Partners Jennifer Mobley and Bill Bloomfield take a warm and personal approach to each project they acquire. They bring together their passion for art, design, and exceptional craftsmanship to create beautiful, timeless spaces.
We sat down with them to discuss how their unique talents mesh and how their experiences in Europe influenced their design process today.
Can you tell us a little about your background? How did you meet?
Jennifer is from San Francisco and studied textile design at Rhode Island School of Design. I am from Florida and studied architecture at Virginia Tech. We met in San Francisco through a mutual friend. At the time we met, we had each just started our own practices. Our relationship started romantically, and we did everything we could not to work together, but we found ourselves collaborating often – our complimentary skills made us a really good team. Thirteen years later we are married and our business continues to thrive.
How do your individual talents mesh when you are taking on a new project?
We both share a common approach to design whether we are making a dwelling, a textile, or an object. Jennifer has a strong sensibility to color and texture. I am more attuned to spatial relationships. Our ultimate question is, “How do we make this thing we’re working on as good as it can be before placing it out into the world?”
What initially drew you to the design and architecture industry?

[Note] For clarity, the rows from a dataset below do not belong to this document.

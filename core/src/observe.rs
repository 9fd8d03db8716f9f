//! Hooks for what the client reports while it works.
//!
//! `Client` holds an `Arc<dyn RequestObserver>` instead of writing to a
//! global logger. The default, `TracingObserver`, emits `tracing` events,
//! which go nowhere until the application installs a subscriber.

use std::time::Duration;

use crate::http::HttpRequest;

pub trait RequestObserver: Send + Sync {
    /// A dry-run client would have sent `request`. `body` is the encoded,
    /// uncompressed payload.
    fn dry_run(&self, request: &HttpRequest, body: Option<&str>);

    /// Chunk number `number` (1-based) is about to be posted.
    fn sending_chunk(&self, number: usize);

    /// Attempt `attempt` got a retryable `status`; the next try follows
    /// after `delay`.
    fn retrying(&self, request: &HttpRequest, attempt: u32, status: u16, delay: Duration);

    /// The server answered with an error status that will be surfaced.
    fn request_failed(&self, request: &HttpRequest, status: u16, body: &str);

    /// The server answered successfully.
    fn response(&self, request: &HttpRequest, status: u16, body: &str);
}

/// Forwards every event to `tracing`.
#[derive(Debug, Default, Clone, Copy)]
pub struct TracingObserver;

impl RequestObserver for TracingObserver {
    fn dry_run(&self, request: &HttpRequest, body: Option<&str>) {
        tracing::info!(
            method = %request.method,
            url = %request.url,
            headers = ?request.headers,
            "dry run, request not sent"
        );
        tracing::info!(body = body.unwrap_or(""), "dry run body");
    }

    fn sending_chunk(&self, number: usize) {
        tracing::info!("Sending chunk {number}");
    }

    fn retrying(&self, request: &HttpRequest, attempt: u32, status: u16, delay: Duration) {
        tracing::warn!(
            attempt,
            status,
            delay_ms = delay.as_millis() as u64,
            url = %request.url,
            "retrying request"
        );
    }

    fn request_failed(&self, request: &HttpRequest, status: u16, body: &str) {
        tracing::error!(status, url = %request.url, "[PP-C] {body}");
    }

    fn response(&self, request: &HttpRequest, status: u16, body: &str) {
        tracing::debug!(status, url = %request.url, "[PP-C] {body}");
    }
}

/// Drops every event.
#[derive(Debug, Default, Clone, Copy)]
pub struct NoopObserver;

impl RequestObserver for NoopObserver {
    fn dry_run(&self, _: &HttpRequest, _: Option<&str>) {}
    fn sending_chunk(&self, _: usize) {}
    fn retrying(&self, _: &HttpRequest, _: u32, _: u16, _: Duration) {}
    fn request_failed(&self, _: &HttpRequest, _: u16, _: &str) {}
    fn response(&self, _: &HttpRequest, _: u16, _: &str) {}
}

I knew I wanted to be an architect since I was about twelve years old. I would sit at the kitchen table when I was a young boy, and draw houses for my
mother while she was cooking dinner. Jennifer loved painting and drawing. Textile design was a natural extension of this expression by the creation and styling of printed and woven fabrics for the apparel and interior design industry.
We understand that you both lived in Europe. How did this experience affect your process today?
Bill worked in the architecture office of Heikkinen-Komonen in Helsinki when he was a student. After graduating college, he worked in offices in Berlin on architecture competitions. Both these experiences instilled a rigorous discipline and attention to detail. I spent every summer from age eight to eighteen in Europe where my parents were working. I was introduced to art and architecture during these years, but it was the wonderful homes and national trust houses I was exposed to that impressed upon me that environments are shaped by those who inhabit them. Listening, observing and understanding a client’s emotional response to their environment is integral for us when creating a space for them.
Who have been your biggest influencers throughout your career?
Most certainly our professors in college. We are both very grateful for receiving a strong education from great teachers in school who left us both with the understanding that learning never stops. In fact, we are just beginning.
How does living in the Bay Area affect your design practice and your design thinking?
Actually, it is the cost of construction and products in the Bay Area that has the greatest affect. We will always be guided by universal ideas in design, but the escalating cost of living is having a direct affect on our projects. As a result, we are always searching for creative ways to save costs in a project without sacrificing the larger idea.
If you were to give your younger self advice in regards to a career in design, what would it be?
Do what you want to do in life, not what you think you have to do. Do not waste time worrying about what other people think, just be true to yourself and to others in all you do.